Para muchos era una línea muy fácil de cruzar, lo que a su vez parecía justificado por el
atractivo y la importancia intrínseca que parecían irradiar estos fenómenos. Muchos
científicos que hacían del rigor una rutina diaria en sus propios campos de trabajo
accedieron a relajar sus estándares y se dejaron deslizar bajo el lenguaje encantado que
prometía lo esotérico. El que algunos referentes centrales para la ciencia como el naturalista
Alfred Russell Wallace (Richards, 1989), codescubridor con Darwin de los procesos que
rigen la evolución de los organismos, o pioneros de la psicología de la talla de William
James (Gardner, 1992a, 1992b) demostraran una adhesión entusiasta a doctrinas como el
espiritismo y la comunicación con los muertos o hacia creencias similares a estas, no hace
más que demostrarnos la aguda penetración que las mismas habían logrado en el ambiente
intelectual de la época y la dificultad que supondría descartarlos como simples notas
marginales al pié de la historia. Fué James uno de los intelectuales que con mayor
convencimiento apadrinaron la fundación de la American Society for Psychical Research en
1885, de la que otro psicólogo eminente, William McDougall, ofició como presidente en
1920. Este último fué quien persuadió al biólogo Joseph B. Rhine a establecer en su
compañía un laboratorio parapsicológico en Duke University hacia 1927, históricamente el
primero de su clase. La incorporación del término parapsicología a nuestro vocabulario
habitual se debe asimismo a la inspiración de McDougall (Baker y Nickell, 1992).

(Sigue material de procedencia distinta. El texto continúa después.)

//! Messaging module for the OmNomNom order notifier.
//!
//! This module sends customer notifications through an external SMS
//! provider. Each provider is an implementation of [`MessagingInterface`]
//! selected by name from configuration; [`MessagingService`] wraps the
//! chosen one and stamps every message with the configured sender id.
//!
//! Sends are single attempts. There is no retry, no idempotency key and no
//! delivery tracking: submitting the same update twice sends two messages.

use async_trait::async_trait;
use omnom_types::{ConfigSchema, ImplementationRegistry, Message, MessageReceipt};
use thiserror::Error;
use tracing::instrument;

/// Re-export implementations
pub mod implementations {
	pub mod log;
	pub mod messagebird;
}

/// Errors that can occur while sending a message.
#[derive(Debug, Error)]
pub enum MessagingError {
	/// The provider could not be reached or the request timed out.
	#[error("Network error: {0}")]
	Network(String),
	/// The provider answered with a non-success status.
	#[error("Message rejected by provider (HTTP {status}): {message}")]
	Rejected { status: u16, message: String },
	/// The provider accepted the request but its answer could not be read.
	#[error("Invalid provider response: {0}")]
	InvalidResponse(String),
	/// The implementation could not be created from its configuration.
	#[error("Configuration error: {0}")]
	Configuration(String),
}

/// Interface implemented by every messaging provider.
#[async_trait]
pub trait MessagingInterface: Send + Sync {
	/// Returns the configuration schema for this implementation.
	fn config_schema(&self) -> Box<dyn ConfigSchema>;

	/// Hands one message to the provider.
	async fn send(&self, message: &Message) -> Result<MessageReceipt, MessagingError>;
}

/// Signature every messaging implementation's factory must have.
pub type MessagingFactory =
	fn(&toml::Value) -> Result<Box<dyn MessagingInterface>, MessagingError>;

/// Registry trait for messaging implementations.
pub trait MessagingRegistry: ImplementationRegistry<Factory = MessagingFactory> {}

/// Returns (name, factory) pairs for every built-in messaging implementation.
pub fn get_all_implementations() -> Vec<(&'static str, MessagingFactory)> {
	use implementations::{log, messagebird};

	vec![
		(log::Registry::NAME, log::Registry::factory()),
		(messagebird::Registry::NAME, messagebird::Registry::factory()),
	]
}

/// Sends customer notifications through the configured provider.
pub struct MessagingService {
	gateway: Box<dyn MessagingInterface>,
	/// Sender id shown on the customer's phone.
	originator: String,
}

impl MessagingService {
	pub fn new(gateway: Box<dyn MessagingInterface>, originator: impl Into<String>) -> Self {
		Self {
			gateway,
			originator: originator.into(),
		}
	}

	pub fn originator(&self) -> &str {
		&self.originator
	}

	/// Sends `body` to a single recipient and waits for the provider's answer.
	#[instrument(skip_all, fields(recipient = %recipient))]
	pub async fn send(&self, recipient: &str, body: &str) -> Result<MessageReceipt, MessagingError> {
		let message = Message::new(&self.originator, recipient, body);

		match self.gateway.send(&message).await {
			Ok(receipt) => {
				tracing::info!(
					message_id = ?receipt.id,
					recipients = receipt.recipients,
					"Message accepted by gateway"
				);
				Ok(receipt)
			},
			Err(e) => {
				tracing::error!(error = %e, "Failed to send message");
				Err(e)
			},
		}
	}
}

#[cfg(test)]
mod tests {
	use super::*;
	use std::sync::{Arc, Mutex};

	struct RecordingGateway {
		sent: Arc<Mutex<Vec<Message>>>,
	}

	#[async_trait]
	impl MessagingInterface for RecordingGateway {
		fn config_schema(&self) -> Box<dyn ConfigSchema> {
			Box::new(implementations::log::LogMessagingSchema)
		}

		async fn send(&self, message: &Message) -> Result<MessageReceipt, MessagingError> {
			self.sent.lock().unwrap().push(message.clone());
			Ok(MessageReceipt {
				id: Some("msg-1".to_string()),
				recipients: message.recipients.len(),
			})
		}
	}

	struct FailingGateway;

	#[async_trait]
	impl MessagingInterface for FailingGateway {
		fn config_schema(&self) -> Box<dyn ConfigSchema> {
			Box::new(implementations::log::LogMessagingSchema)
		}

		async fn send(&self, _message: &Message) -> Result<MessageReceipt, MessagingError> {
			Err(MessagingError::Network("connection refused".to_string()))
		}
	}

	#[tokio::test]
	async fn test_service_stamps_originator() {
		let sent = Arc::new(Mutex::new(Vec::new()));
		let gateway = RecordingGateway { sent: sent.clone() };

		let service = MessagingService::new(Box::new(gateway), "OmNomNom");
		let receipt = service.send("+319876543210", "Hello").await.unwrap();

		assert_eq!(receipt.id.as_deref(), Some("msg-1"));
		let sent = sent.lock().unwrap();
		assert_eq!(sent.len(), 1);
		assert_eq!(sent[0].originator, "OmNomNom");
		assert_eq!(sent[0].recipients, vec!["+319876543210".to_string()]);
		assert_eq!(sent[0].body, "Hello");
	}

	#[tokio::test]
	async fn test_service_propagates_gateway_error() {
		let service = MessagingService::new(Box::new(FailingGateway), "OmNomNom");

		let result = service.send("+319876543210", "Hello").await;
		assert!(matches!(result, Err(MessagingError::Network(_))));
	}

	#[test]
	fn test_all_implementations_registered() {
		let names: Vec<_> = get_all_implementations()
			.into_iter()
			.map(|(name, _)| name)
			.collect();
		assert!(names.contains(&"log"));
		assert!(names.contains(&"messagebird"));
	}
}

El psicoanálisis, sin embargo, logró integrarse sin contratiempos muy notorios al esquema
general de la psicología. Asumiendo en principio la existencia de un consenso respecto al
carácter pseudocientífico de la teoría entre quienes detentan un pensamiento escéptico, no
es vano interrogarse ¿a qué podría responder esta diferencia de apreciación al interior de la
comunidad científica? Algunas explicaciones directas parecen surgir rápidamente. Freud
provenía del gremio médico, uno de los estamentos tradicionalmente más asociados con la
defensa de los estándares del rigor y la respetabilidad científica en el imaginario social.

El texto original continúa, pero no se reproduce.